The Intercept also obtained Minneapolis Police Department emails via a public records request showing that Dataminr sent the MPD alerts on ongoing protests in the city; geolocation wasn’t automatically collected, but in many cases could be obtained from the posts themselves or was manually written into the alerts by Dataminr staff. Here’s what kind of alerts the MPD got, according to the Intercept:

… on May 31, six days after Floyd’s murder, Dataminr alerted police to a tweet reading “peaceful protest outside US Bank Stadium in downtown Minneapolis. End racism. End police brutality. End inequality and inequities. #JusticeForFloyd #Minneapolisprotest #BlackLivesMatters,” along with a photo snapped by the tweeter. The accompanying caption, provided by Dataminr’s human staff, specified that this group of protesters had been “seen at US Bank Stadium on 400 block of Chicago Avenue.” Another First Alert notification sent to the MPD three days prior tipped off police to this supposed public safety threat: “Protesters seen sitting on street in front of security officers in Oakdale, MN.” Another monitored tweet and accompanying photo relayed to MPD by Dataminr reads, simply, “Peaceful protest at Lake & Lyndale.”
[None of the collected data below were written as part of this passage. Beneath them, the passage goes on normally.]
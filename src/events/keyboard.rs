use crate::{dom, ui, Controller};
use std::cell::RefCell;
use std::rc::Rc;
use wasm_bindgen::JsCast;
use web_sys as web;

pub fn handle_keydown(
    ev: &web::KeyboardEvent,
    document: &web::Document,
    controller: &Rc<RefCell<Controller>>,
) {
    // Escape abandons a running generation; nothing else is bound.
    if ev.key() == "Escape" && controller.borrow_mut().cancel() {
        ui::set_loading(document, false);
        log::info!("[keys] generation cancelled");
    }
}

pub fn wire_escape_cancel(document: &web::Document, controller: Rc<RefCell<Controller>>) {
    let doc = document.clone();
    dom::listen(document, "keydown", move |ev| {
        if let Some(kev) = ev.dyn_ref::<web::KeyboardEvent>() {
            handle_keydown(kev, &doc, &controller);
        }
    });
}
use glam::Vec2;
use web_sys as web;

/// What a pointer drag on the viewport does to the orbit camera.
#[derive(Clone, Copy, Debug, PartialEq, Eq)]
pub enum DragMode {
    Rotate,
    Pan,
}

/// Standard orbit mapping: primary rotates, secondary pans, primary with a
/// modifier also pans. The middle button is left to the wheel.
#[inline]
pub fn drag_mode_for_button(button: i16, modifier: bool) -> Option<DragMode> {
    match button {
        0 if modifier => Some(DragMode::Pan),
        0 => Some(DragMode::Rotate),
        2 => Some(DragMode::Pan),
        _ => None,
    }
}

#[derive(Default, Clone, Copy, Debug)]
pub struct DragState {
    pub mode: Option<DragMode>,
    pub pointer_id: i32,
    pub last: Vec2,
}

impl DragState {
    pub fn begin(&mut self, mode: DragMode, pointer_id: i32, pos: Vec2) {
        self.mode = Some(mode);
        self.pointer_id = pointer_id;
        self.last = pos;
    }

    /// Movement since the previous sample for the captured pointer.
    pub fn advance(&mut self, pointer_id: i32, pos: Vec2) -> Option<(DragMode, Vec2)> {
        let mode = self.mode?;
        if pointer_id != self.pointer_id {
            return None;
        }
        let delta = pos - self.last;
        self.last = pos;
        Some((mode, delta))
    }

    pub fn end(&mut self, pointer_id: i32) -> bool {
        if self.mode.is_some() && pointer_id == self.pointer_id {
            self.mode = None;
            return true;
        }
        false
    }

    #[inline]
    pub fn active(&self) -> bool {
        self.mode.is_some()
    }
}

// ---------------- Pointer helpers ----------------
/// Pointer position in CSS pixels relative to the canvas' top-left corner.
#[inline]
pub fn pointer_canvas_css(ev: &web::PointerEvent, canvas: &web::HtmlCanvasElement) -> Vec2 {
    let rect = canvas.get_bounding_client_rect();
    Vec2::new(
        ev.client_x() as f32 - rect.left() as f32,
        ev.client_y() as f32 - rect.top() as f32,
    )
}

#[inline]
pub fn canvas_css_height(canvas: &web::HtmlCanvasElement) -> f32 {
    canvas.get_bounding_client_rect().height() as f32
}

#[inline]
pub fn canvas_aspect(canvas: &web::HtmlCanvasElement) -> f32 {
    canvas.width().max(1) as f32 / canvas.height().max(1) as f32
}
use crate::constants::NOTIFICATION_MS;
use instant::Instant;
use std::time::Duration;

#[derive(Clone, Copy, Debug, PartialEq, Eq)]
pub enum Status {
    Success,
    Info,
    Warning,
    Error,
}

impl Status {
    /// CSS modifier class used by the toast banner.
    pub fn css_class(self) -> &'static str {
        match self {
            Status::Success => "toast-success",
            Status::Info => "toast-info",
            Status::Warning => "toast-warning",
            Status::Error => "toast-error",
        }
    }
}

/// One-shot, user-visible banner.
#[derive(Clone, Debug, PartialEq)]
pub struct Notification {
    pub title: String,
    pub description: String,
    pub status: Status,
    pub duration: Duration,
    pub closable: bool,
}

impl Notification {
    pub fn model_loaded(duration: Duration) -> Self {
        Self {
            title: "Model loaded.".to_string(),
            description: "Your 3D model has been loaded successfully.".to_string(),
            status: Status::Success,
            duration,
            closable: true,
        }
    }

    #[inline]
    pub fn expired(&self, shown_at: Instant, now: Instant) -> bool {
        crate::elapsed_between(shown_at, now) >= self.duration
    }
}

impl Default for Notification {
    fn default() -> Self {
        Self::model_loaded(Duration::from_millis(NOTIFICATION_MS))
    }
}
use crate::constants::*;
use crate::dom;
use modelgen_core::{Notification, Status};
use wasm_bindgen::JsCast;
use web_sys as web;

const STATUS_CLASSES: [Status; 4] = [Status::Success, Status::Info, Status::Warning, Status::Error];

/// Spinner visibility and submit-button state follow the loading flag.
pub fn set_loading(document: &web::Document, loading: bool) {
    dom::set_hidden(document, SPINNER_ID, !loading);
    if let Some(btn) = document
        .get_element_by_id(SUBMIT_BUTTON_ID)
        .and_then(|el| el.dyn_into::<web::HtmlButtonElement>().ok())
    {
        btn.set_disabled(loading);
    }
}

pub fn show_viewport(document: &web::Document) {
    dom::set_hidden(document, VIEWPORT_ID, false);
}

pub fn show_toast(document: &web::Document, notification: &Notification) {
    dom::set_text(document, TOAST_TITLE_ID, &notification.title);
    dom::set_text(document, TOAST_DESCRIPTION_ID, &notification.description);
    dom::set_hidden(document, TOAST_CLOSE_ID, !notification.closable);
    if let Some(el) = document.get_element_by_id(TOAST_ID) {
        let cl = el.class_list();
        for s in STATUS_CLASSES {
            _ = cl.remove_1(s.css_class());
        }
        _ = cl.add_1(notification.status.css_class());
    }
    dom::set_hidden(document, TOAST_ID, false);
}

#[inline]
pub fn hide_toast(document: &web::Document) {
    dom::set_hidden(document, TOAST_ID, true);
}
Dataminr executive vice president Jason Wilcox justified the contracts at a staff meeting in June by explaining it wasn’t surveillance but “situational awareness through real time events, [in] many of which people’s lives are at stake, and they can respond more quickly and save lives,” according to the Intercept. He also told staff Dataminr’s tools had identified instances of police brutality during the protests, emphasised that the company does not track or build profiles of individual Twitter users, and that it had restrictions on what keywords police could request alerts on.

In an email to Gizmodo, a Twitter spokesperson sent the same statement it had sent to the Intercept, stating it sees a “societal benefit in public Twitter data being used for news alerting, first responder support, and disaster relief,” distinguishing it from surveillance in that it was simply a form of news alerting. According to Twitter, it permits threat alerting to support first responders and allows for such alerting to specify physical locations.

Dataminr spokesperson Kerry McGee told the Intercept that it does not allow “surveillance,” instead characterising it as a form of news:

“Alerts on an intersection being blocked are news alerts, not monitoring protests or surveillance,” said McGee. “A local news organisation would also cover major intersections being blocked as a news story — this is not surveillance.”

Twitter didn’t further clarify what it does consider to be surveillance to Gizmodo, only claiming that a third-party audit had concluded Dataminr wasn’t conducting it. Dataminr didn’t provide its institutional definition of the term to the Intercept.

“It’s true Dataminr doesn’t specifically track protesters and activists individually, but at the request of the police they are tracking protests, and therefore protesters,” a source with knowledge of Dataminr’s activities told the Intercept, calling claims to the contrary “bullshit.”